* Task item
Your result should be the lines holding the word "ItemLookup", copied from the entries below.

Segment Start: Data to examine

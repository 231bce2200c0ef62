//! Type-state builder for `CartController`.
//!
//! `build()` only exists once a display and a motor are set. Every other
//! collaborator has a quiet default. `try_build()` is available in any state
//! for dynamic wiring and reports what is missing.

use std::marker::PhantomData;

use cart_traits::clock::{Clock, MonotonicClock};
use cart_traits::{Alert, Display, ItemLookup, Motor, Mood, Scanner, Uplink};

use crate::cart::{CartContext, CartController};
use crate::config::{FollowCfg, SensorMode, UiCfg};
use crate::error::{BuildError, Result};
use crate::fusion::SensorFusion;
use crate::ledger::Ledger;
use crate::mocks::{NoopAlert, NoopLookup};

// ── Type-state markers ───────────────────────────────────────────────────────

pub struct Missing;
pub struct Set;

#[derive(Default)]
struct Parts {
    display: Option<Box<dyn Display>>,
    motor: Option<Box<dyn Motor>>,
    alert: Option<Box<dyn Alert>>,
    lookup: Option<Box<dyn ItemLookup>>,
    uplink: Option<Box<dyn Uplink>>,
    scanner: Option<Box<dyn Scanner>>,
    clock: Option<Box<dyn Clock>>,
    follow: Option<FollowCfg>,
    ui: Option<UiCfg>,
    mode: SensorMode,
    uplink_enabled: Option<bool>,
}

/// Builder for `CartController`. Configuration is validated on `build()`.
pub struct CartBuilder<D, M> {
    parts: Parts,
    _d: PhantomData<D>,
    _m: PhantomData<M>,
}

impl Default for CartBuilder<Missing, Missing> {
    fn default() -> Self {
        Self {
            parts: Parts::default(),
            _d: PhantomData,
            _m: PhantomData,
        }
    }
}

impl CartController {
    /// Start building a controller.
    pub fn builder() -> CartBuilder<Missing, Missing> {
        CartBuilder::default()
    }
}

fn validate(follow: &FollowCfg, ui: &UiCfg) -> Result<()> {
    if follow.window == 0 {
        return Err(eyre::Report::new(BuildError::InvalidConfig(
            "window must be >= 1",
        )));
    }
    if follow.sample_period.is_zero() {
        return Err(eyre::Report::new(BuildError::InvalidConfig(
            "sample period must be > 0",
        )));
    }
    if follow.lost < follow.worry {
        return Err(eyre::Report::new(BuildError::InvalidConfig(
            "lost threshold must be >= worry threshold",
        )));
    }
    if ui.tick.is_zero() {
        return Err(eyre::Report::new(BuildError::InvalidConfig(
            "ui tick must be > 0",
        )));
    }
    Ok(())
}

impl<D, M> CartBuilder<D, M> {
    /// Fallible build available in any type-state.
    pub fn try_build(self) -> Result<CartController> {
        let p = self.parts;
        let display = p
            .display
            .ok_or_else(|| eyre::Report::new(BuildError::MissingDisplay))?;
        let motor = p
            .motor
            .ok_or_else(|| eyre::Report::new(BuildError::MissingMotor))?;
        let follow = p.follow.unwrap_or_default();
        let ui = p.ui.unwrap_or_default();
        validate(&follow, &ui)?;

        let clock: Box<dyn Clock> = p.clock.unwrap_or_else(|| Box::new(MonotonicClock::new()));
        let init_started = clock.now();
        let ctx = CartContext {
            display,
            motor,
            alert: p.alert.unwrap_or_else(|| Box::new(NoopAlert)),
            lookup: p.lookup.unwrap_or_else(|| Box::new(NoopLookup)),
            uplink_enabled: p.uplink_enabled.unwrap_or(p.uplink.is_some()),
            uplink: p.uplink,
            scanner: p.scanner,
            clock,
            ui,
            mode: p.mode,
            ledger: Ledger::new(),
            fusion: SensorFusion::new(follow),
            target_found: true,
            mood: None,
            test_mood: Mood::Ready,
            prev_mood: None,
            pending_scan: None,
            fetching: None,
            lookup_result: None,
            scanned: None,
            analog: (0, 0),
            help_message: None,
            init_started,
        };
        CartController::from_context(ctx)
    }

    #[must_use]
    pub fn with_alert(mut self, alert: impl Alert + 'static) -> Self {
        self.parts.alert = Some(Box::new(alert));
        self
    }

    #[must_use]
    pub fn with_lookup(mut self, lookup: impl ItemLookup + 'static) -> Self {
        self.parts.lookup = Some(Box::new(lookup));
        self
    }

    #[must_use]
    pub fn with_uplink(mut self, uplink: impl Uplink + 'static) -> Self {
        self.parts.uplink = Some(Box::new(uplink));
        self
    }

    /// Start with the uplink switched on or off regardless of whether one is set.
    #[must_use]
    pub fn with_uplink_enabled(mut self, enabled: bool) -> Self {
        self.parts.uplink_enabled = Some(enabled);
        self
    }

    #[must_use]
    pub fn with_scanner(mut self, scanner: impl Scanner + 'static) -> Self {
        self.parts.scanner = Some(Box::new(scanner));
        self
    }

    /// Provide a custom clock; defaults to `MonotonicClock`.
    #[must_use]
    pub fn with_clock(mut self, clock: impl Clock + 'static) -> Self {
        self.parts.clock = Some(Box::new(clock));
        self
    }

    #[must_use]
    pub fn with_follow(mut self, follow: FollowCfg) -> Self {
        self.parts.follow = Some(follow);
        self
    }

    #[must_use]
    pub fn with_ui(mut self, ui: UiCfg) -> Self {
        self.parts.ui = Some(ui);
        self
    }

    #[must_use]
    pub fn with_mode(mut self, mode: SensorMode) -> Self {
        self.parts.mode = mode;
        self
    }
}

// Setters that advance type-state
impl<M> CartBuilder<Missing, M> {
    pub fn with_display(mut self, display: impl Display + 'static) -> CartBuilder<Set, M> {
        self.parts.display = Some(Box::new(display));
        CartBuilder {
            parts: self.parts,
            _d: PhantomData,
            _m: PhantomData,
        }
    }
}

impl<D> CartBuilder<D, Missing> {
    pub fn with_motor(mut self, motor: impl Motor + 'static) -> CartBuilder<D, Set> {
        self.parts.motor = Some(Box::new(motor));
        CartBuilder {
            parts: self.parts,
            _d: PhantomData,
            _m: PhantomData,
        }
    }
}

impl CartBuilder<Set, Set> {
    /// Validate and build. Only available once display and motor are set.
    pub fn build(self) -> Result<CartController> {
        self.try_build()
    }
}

Segment End: Data to examine

* Response to the task
use cart_traits::{Alert, Display, ItemLookup, Motor, Mood, Scanner, Uplink};
    lookup: Option<Box<dyn ItemLookup>>,
    pub fn with_lookup(mut self, lookup: impl ItemLookup + 'static) -> Self {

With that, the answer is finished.